Rereading The Stars Are Also Fire, I have reached Chapter 5:
the introduction presents a philosopher at Alpha Centauri in a further future;
Chapters 1 and 3 present the Lunarian, Lilisaire, her employee, Ian Kenmuir, and her opponent, Venator, in the narrative present;
Chapters 2 and 4 present Anson Guthrie and Dagny Ebbeson in historical flashbacks to a period even earlier than the previous volume;
Chapter 5, returning to the narrative present, presents new characters on Earth, including an intelligent seal.
Thus:
a true future history;
not necessarily an easy read;
further rereading to be shelved until tomorrow!
4 comments:
Kaor, Paul!
I agree the HARVEST OF STARS books is a true SFnal "Future History," and there were many times I had trouble with the strange concepts Anderson used in these books.

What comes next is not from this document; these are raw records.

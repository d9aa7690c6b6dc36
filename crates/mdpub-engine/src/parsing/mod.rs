//! Markdown tokenization and block building.
//!
//! Tokenization is delegated to `pulldown-cmark`; the rest of the engine only
//! sees its flat event stream through the [`TokenSource`] seam, so the parser
//! can be swapped for tests or for another dialect.

pub mod blocks;
pub mod inline;

use std::fmt;
use std::str::FromStr;

use pulldown_cmark::{Event, Options, Parser, TextMergeStream};
use serde::{Deserialize, Serialize};

pub use blocks::{BlockBuilder, BuiltBlocks};

/// Named dialect rules for the tokenizer.
#[derive(Debug, Clone, Copy, Default, PartialEq, Eq, Serialize, Deserialize)]
#[serde(rename_all = "kebab-case")]
pub enum ParserPreset {
    /// Plain CommonMark, no extensions.
    Commonmark,
    /// CommonMark plus tables, strikethrough and task lists.
    #[default]
    GfmLike,
}

impl ParserPreset {
    pub fn name(self) -> &'static str {
        match self {
            Self::Commonmark => "commonmark",
            Self::GfmLike => "gfm-like",
        }
    }

    pub fn options(self) -> Options {
        match self {
            Self::Commonmark => Options::empty(),
            Self::GfmLike => {
                Options::ENABLE_TABLES
                    | Options::ENABLE_STRIKETHROUGH
                    | Options::ENABLE_TASKLISTS
            }
        }
    }
}

impl fmt::Display for ParserPreset {
    fn fmt(&self, f: &mut fmt::Formatter<'_>) -> fmt::Result {
        f.write_str(self.name())
    }
}

#[derive(Debug, Clone, PartialEq, Eq, thiserror::Error)]
#[error("unknown parser preset `{0}` (expected `commonmark` or `gfm-like`)")]
pub struct UnknownPreset(pub String);

impl FromStr for ParserPreset {
    type Err = UnknownPreset;

    fn from_str(s: &str) -> Result<Self, Self::Err> {
        match s.trim().to_ascii_lowercase().as_str() {
            "commonmark" => Ok(Self::Commonmark),
            "gfm-like" | "gfm" | "default" => Ok(Self::GfmLike),
            other => Err(UnknownPreset(other.to_string())),
        }
    }
}

/// Produces the flat, ordered markdown event stream for a document body.
pub trait TokenSource: Send + Sync {
    fn tokenize<'a>(&self, raw: &'a str, preset: ParserPreset) -> Vec<Event<'a>>;
}

#[derive(Debug, Default, Clone, Copy)]
pub struct PulldownTokenSource;

impl PulldownTokenSource {
    pub fn new() -> Self {
        Self
    }
}

impl TokenSource for PulldownTokenSource {
    fn tokenize<'a>(&self, raw: &'a str, preset: ParserPreset) -> Vec<Event<'a>> {
        // Backslash escapes split literal text into several events.
        TextMergeStream::new(Parser::new_ext(raw, preset.options())).collect()
    }
}

#[cfg(test)]
mod tests {
    use super::*;
    use pulldown_cmark::{Tag, TagEnd};
    use rstest::rstest;

    #[rstest]
    #[case("commonmark", ParserPreset::Commonmark)]
    #[case("gfm-like", ParserPreset::GfmLike)]
    #[case("GFM-Like", ParserPreset::GfmLike)]
    #[case("default", ParserPreset::GfmLike)]
    fn preset_names_parse(#[case] name: &str, #[case] expected: ParserPreset) {
        assert_eq!(name.parse::<ParserPreset>().unwrap(), expected);
    }

    #[test]
    fn unknown_preset_is_rejected() {
        let err = "zero".parse::<ParserPreset>().unwrap_err();
        assert!(err.to_string().contains("zero"));
    }

    #[test]
    fn tables_only_tokenize_with_gfm_preset() {
        let md = "| a | b |\n| - | - |\n| 1 | 2 |\n";
        let source = PulldownTokenSource::new();

        let gfm = source.tokenize(md, ParserPreset::GfmLike);
        assert!(gfm.iter().any(|e| matches!(e, Event::Start(Tag::Table(_)))));

        let plain = source.tokenize(md, ParserPreset::Commonmark);
        assert!(!plain.iter().any(|e| matches!(e, Event::Start(Tag::Table(_)))));
        assert!(plain.iter().any(|e| matches!(e, Event::End(TagEnd::Paragraph))));
    }
}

And somehow raising animals like seals to human levels of intelligence was fascinating, albeit hard to wrap my mind around.
Sean
I'm pretty sure David Brin had written the earliest of his 'Uplift' novels before Anderson wrote 'The Stars are Also Fire'. SFAIK Brin introduced the idea of increasing the intelligence of animals by genetic engineering and selective breeding, to make another species into partners to humanity.
On 2nd thought maybe Olaf Stapledon's "Sirius" counts as an earlier example.
Kaor, Jim!
The idea of "uplifting" animals can be found very early in Anderson, BRAIN WAVE (1955), albeit that shows accidental, not deliberate upliftings.
I did read "Sirius," but I don't remember much about it.